→ **WHAT YOU NEED TO DO**
Write only the number of lines in the entries that hold the string "configuration".

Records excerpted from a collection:

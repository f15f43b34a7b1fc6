//! Arena Server -- the authoritative websocket host for the arena shooter.
//!
//! The server owns one [`Session`](session::Session) running the authority's
//! fixed-rate tick loop, accepts websocket clients, and relays frames between
//! them. All game semantics live in [`arena_engine`]; this crate only deals
//! with sockets, tasks and configuration.

#![deny(unsafe_code)]

pub mod config;
pub mod net;
pub mod session;

use std::future::Future;
use std::net::SocketAddr;
use std::path::{Path, PathBuf};
use std::sync::Arc;

use arena_engine::prelude::*;
use tokio::net::TcpListener;
use tokio::sync::oneshot;
use tracing::info;

use crate::config::ServerConfig;
use crate::session::Session;

// ---------------------------------------------------------------------------
// Errors
// ---------------------------------------------------------------------------

#[derive(Debug, thiserror::Error)]
pub enum ServerError {
    #[error("failed to read {}: {source}", path.display())]
    Read {
        path: PathBuf,
        source: std::io::Error,
    },

    #[error("invalid configuration file: {0}")]
    Config(#[from] toml::de::Error),

    #[error("invalid configuration: {0}")]
    Invalid(String),

    #[error("failed to load map {}: {source}", path.display())]
    Map { path: PathBuf, source: MapError },

    #[error("failed to bind {addr}: {source}")]
    Bind {
        addr: SocketAddr,
        source: std::io::Error,
    },

    #[error("failed to accept connection: {0}")]
    Accept(std::io::Error),

    #[error("websocket handshake failed: {0}")]
    Handshake(tokio_tungstenite::tungstenite::Error),

    #[error("websocket error: {0}")]
    WebSocket(tokio_tungstenite::tungstenite::Error),

    #[error("session task failed: {0}")]
    Session(#[from] tokio::task::JoinError),

    #[error("failed to write action log to {}: {source}", path.display())]
    Record {
        path: PathBuf,
        source: std::io::Error,
    },

    #[error("failed to encode action log: {0}")]
    Encode(#[from] serde_json::Error),
}

// ---------------------------------------------------------------------------
// Entry points
// ---------------------------------------------------------------------------

/// Bind the configured address and serve until `shutdown` resolves.
pub async fn run(
    config: ServerConfig,
    shutdown: impl Future<Output = ()>,
) -> Result<(), ServerError> {
    let listener = TcpListener::bind(config.bind)
        .await
        .map_err(|source| ServerError::Bind {
            addr: config.bind,
            source,
        })?;
    info!(addr = %config.bind, "listening");
    serve(listener, config, shutdown).await
}

/// Serve on an already bound listener until `shutdown` resolves, then write
/// the action log if recording is configured.
pub async fn serve(
    listener: TcpListener,
    config: ServerConfig,
    shutdown: impl Future<Output = ()>,
) -> Result<(), ServerError> {
    let map = Arc::new(config.load_map()?);
    let (session, handle) = Session::new(map, config.tick.clone(), config.rules.clone());
    let (stop_tx, stop_rx) = oneshot::channel::<()>();
    let session_task = tokio::spawn(session.run(async move {
        let _ = stop_rx.await;
    }));

    let accepted = tokio::select! {
        result = net::accept_loop(listener, handle) => result,
        () = shutdown => {
            info!("shutting down");
            Ok(())
        }
    };

    let _ = stop_tx.send(());
    let authority = session_task.await?;
    accepted?;

    if let Some(path) = &config.record {
        write_log(authority.log(), path)?;
        info!(path = %path.display(), actions = authority.log().len(), "action log written");
    }
    Ok(())
}

fn write_log(log: &ActionLog, path: &Path) -> Result<(), ServerError> {
    let text = log.to_json()?;
    std::fs::write(path, text).map_err(|source| ServerError::Record {
        path: path.to_owned(),
        source,
    })
}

→ **COMPLETED TASK**
3